Army plans key radio system that operates in frequency band slated for auction

The service says it can use nearby frequencies.

The Army plans to buy broadband radios for tactical vehicles that operate in frequency bands the Obama administration intends to auction off for commercial use within the next decade.

When the service originally announced its procurement for the vehicle radio system in February, it planned to buy radios over a five-year period to plug communications gaps that soldiers identified in a network integration evaluation at White Sands Missile Range, N.M., in November 2011.

The Army said the new vehicle radio will connect the foxhole to brigade tactical operations centers and communicate with systems that connect brigades to battlefield networks.

The Army tweaked that procurement in an amendment released July 3, which said the service planned to buy an indefinite number of vehicle radios through 2022.

The vehicle radios will run the government-owned Soldier Radio Waveform -- software the Joint Tactical Radio System program developed during the past decade that defines bandwidth, modulation and frequency -- and will operate on multiple frequencies, including the 1755-1850 MHz frequency band, targeted for auction to commercial carriers by the National Telecommunications and Information Administration in March.

NTIA wants to move 20 federal agencies that have more than 3,100 individual frequency assignments in the 1755-1850 MHz band to new spectrum above 2 GHz.
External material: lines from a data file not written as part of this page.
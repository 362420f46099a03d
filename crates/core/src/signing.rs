//! Sign & lock: the irreversible end of the documentation workflow.
//!
//! Signing is a three-step commit against the store:
//!
//! 1. force an immediate whole-record save of the caller's in-memory snapshot, so the
//!    signed record matches exactly what the clinician last saw — not a stale autosave;
//! 2. render the narrative note from that just-saved record and persist it;
//! 3. set the lock flag.
//!
//! A lock observed at *any* step means another signer got there first; that surfaces as
//! [`VisitError::AlreadyLocked`], distinct from a fresh success, so callers can report
//! "already done" instead of raising an error or sending duplicate notifications.

use crate::store::{LockOutcome, VisitStore};
use crate::{VisitError, VisitResult};
use checklist::{render, ChecklistRecord, VisitType};
use hvn_uuid::VisitId;

/// Signs and locks a visit, returning the rendered note that was frozen.
///
/// `snapshot` is the current in-memory checklist; it is saved verbatim (normalised at the
/// store boundary) before rendering, so un-autosaved edits are never lost.
///
/// # Errors
///
/// - [`VisitError::AlreadyLocked`] if a concurrent signer locked the visit first.
/// - [`VisitError::NotFound`] if the visit does not exist.
/// - Store I/O failures propagate unchanged; the visit is left unlocked in that case.
pub fn sign_and_lock<S: VisitStore>(
    store: &S,
    visit_id: &VisitId,
    visit_type: VisitType,
    snapshot: &ChecklistRecord,
) -> VisitResult<String> {
    already_locked_on_lock_failure(store.set(visit_id, snapshot), visit_id)?;

    // Render from the record as stored, not the raw snapshot, so the signed note and the
    // persisted fields can never disagree on normalisation.
    let stored = store.get(visit_id)?;
    let note = render(visit_type, &stored.fields);

    already_locked_on_lock_failure(store.set_rendered_note(visit_id, &note), visit_id)?;

    match store.set_lock(visit_id)? {
        LockOutcome::NewlyLocked => {
            tracing::info!(%visit_id, "visit signed and locked");
            Ok(note)
        }
        LockOutcome::AlreadyLocked => Err(VisitError::AlreadyLocked(visit_id.clone())),
    }
}

/// Maps a `Locked` failure during the signing sequence to `AlreadyLocked`: the only way
/// the record can be locked mid-sign is a concurrent signer.
fn already_locked_on_lock_failure(result: VisitResult<()>, visit_id: &VisitId) -> VisitResult<()> {
    match result {
        Err(VisitError::Locked(_)) => Err(VisitError::AlreadyLocked(visit_id.clone())),
        other => other,
    }
}
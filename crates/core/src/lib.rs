//! # HVN Core
//!
//! Workflow logic for the HVN visit documentation system.
//!
//! This crate owns everything between the checklist schemas and the transport layer:
//! - The [`VisitStore`] boundary and its file/in-memory implementations
//! - Debounced autosave with cancellable, generation-checked timers
//! - The irreversible sign & lock flow
//! - The [`VisitService`] orchestrator and per-visit [`VisitSession`] context
//!
//! **No API concerns**: HTTP servers and CLI surfaces belong in `hvn-run` and `hvn-cli`.
//! Pure schema/rendering logic belongs in the `checklist` crate.

pub mod autosave;
pub mod config;
pub mod constants;
mod error;
pub mod session;
pub mod signing;
pub mod store;
pub mod stores;
pub mod visit;

pub use autosave::{AutosaveController, AutosaveState};
pub use config::{autosave_debounce_from_env_value, CoreConfig, DEFAULT_AUTOSAVE_DEBOUNCE};
pub use error::{VisitError, VisitResult};
pub use session::VisitSession;
pub use signing::sign_and_lock;
pub use store::{LockOutcome, StoredVisit, VisitStore};
pub use stores::{FileVisitStore, MemoryVisitStore};
pub use visit::VisitService;
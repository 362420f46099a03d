//! The visit orchestrator.
//!
//! `VisitService` composes the store, the autosave controller, the renderer, and the
//! signing flow for one open visit at a time: load → edit → autosave → generate → sign.
//! It holds no state beyond the currently open session; everything durable lives at the
//! store.

use crate::autosave::{AutosaveController, AutosaveState};
use crate::session::VisitSession;
use crate::signing::sign_and_lock;
use crate::store::VisitStore;
use crate::{VisitError, VisitResult};
use checklist::render;
use hvn_uuid::VisitId;
use std::sync::{Arc, Mutex};
use std::time::Duration;

/// Orchestrates the documentation workflow for one open visit.
pub struct VisitService<S: VisitStore + 'static> {
    store: Arc<S>,
    autosave_debounce: Duration,
    open: Option<AutosaveController<S>>,
}

impl<S: VisitStore + 'static> VisitService<S> {
    pub fn new(store: Arc<S>, autosave_debounce: Duration) -> Self {
        Self {
            store,
            autosave_debounce,
            open: None,
        }
    }

    /// Opens a visit, making it the active session.
    ///
    /// Any pending edits on the previously open visit are flushed first, so switching
    /// visits never drops the last edit burst. The autosave controller starts `Idle`, or
    /// `Suspended` when the visit is already signed.
    pub fn open_visit(&mut self, visit_id: &VisitId) -> VisitResult<()> {
        if let Some(previous) = self.open.take() {
            if let Err(err) = previous.flush() {
                // The new visit still opens; the previous session's data is already
                // either stored or unrecoverable through this controller.
                tracing::warn!(error = %err, "failed to flush previous visit before switching");
            }
        }

        let stored = self.store.get(visit_id)?;
        let session = Arc::new(Mutex::new(VisitSession::from_stored(stored)));
        self.open = Some(AutosaveController::new(
            Arc::clone(&self.store),
            session,
            self.autosave_debounce,
        ));

        Ok(())
    }

    fn controller(&self) -> VisitResult<&AutosaveController<S>> {
        self.open.as_ref().ok_or(VisitError::NoOpenVisit)
    }

    /// The session of the currently open visit.
    pub fn session(&self) -> VisitResult<Arc<Mutex<VisitSession>>> {
        Ok(self.controller()?.session())
    }

    /// The autosave state of the currently open visit.
    pub fn autosave_state(&self) -> VisitResult<AutosaveState> {
        Ok(self.controller()?.state())
    }

    /// Applies one field edit and (re)arms the autosave timer.
    pub fn record_edit(&self, key: &str, raw: &str) -> VisitResult<()> {
        self.controller()?.record_edit(key, raw)
    }

    /// Forces an immediate save of the current session, bypassing the debounce window.
    pub fn save_now(&self) -> VisitResult<()> {
        self.controller()?.commit_now()
    }

    /// Generates the narrative note for the open visit.
    ///
    /// For an editable visit this saves the current session, renders from the stored
    /// record, and persists the note. For a locked visit it re-renders from the frozen
    /// record without writing anything — the output is deterministic, so this always
    /// reproduces the signed note.
    pub fn generate(&self) -> VisitResult<String> {
        let controller = self.controller()?;
        let session = controller.session();

        let (visit_id, visit_type, locked) = {
            let session = session.lock().expect("session lock poisoned");
            (
                session.visit_id().clone(),
                session.visit_type(),
                session.locked(),
            )
        };

        if locked {
            let stored = self.store.get(&visit_id)?;
            return Ok(render(visit_type, &stored.fields));
        }

        controller.commit_now()?;
        let stored = self.store.get(&visit_id)?;
        let note = render(visit_type, &stored.fields);
        self.store.set_rendered_note(&visit_id, &note)?;

        session
            .lock()
            .expect("session lock poisoned")
            .store_rendered_note(&note);
        Ok(note)
    }

    /// Signs and locks the open visit, returning the frozen note.
    ///
    /// The signed record is the in-memory session snapshot — including edits the debounce
    /// window has not committed yet. On success (and on `AlreadyLocked`) the session is
    /// marked locked and autosave is suspended.
    pub fn sign(&self) -> VisitResult<String> {
        let controller = self.controller()?;
        let session = controller.session();

        let (visit_id, visit_type, snapshot) = {
            let session = session.lock().expect("session lock poisoned");
            if session.locked() {
                return Err(VisitError::AlreadyLocked(session.visit_id().clone()));
            }
            (
                session.visit_id().clone(),
                session.visit_type(),
                session.snapshot(),
            )
        };

        let result = sign_and_lock(self.store.as_ref(), &visit_id, visit_type, &snapshot);

        match &result {
            Ok(note) => {
                {
                    let mut session = session.lock().expect("session lock poisoned");
                    session.store_rendered_note(note);
                    session.mark_locked();
                }
                controller.suspend();
            }
            Err(VisitError::AlreadyLocked(_)) => {
                session.lock().expect("session lock poisoned").mark_locked();
                controller.suspend();
            }
            Err(_) => {}
        }

        result
    }
}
But, in its report on the auction and planned spectrum shift, the agency said moving the JTRS radios, which represent the core of the Army’s vehicle radio system, “is not achievable without significant engineering modifications.”

Paul Mehney, a spokesman for the Army's System of Systems Integration Directorate, said the Army is aware that NTIA plans to auction off the 1755-1850 MHz band and said the vehicle radios could be switched to other frequencies in what is known as the L-band. The Army specified the vehicle radios also should operate in the 1250-1390MHz and 1850-2000 MHz bands.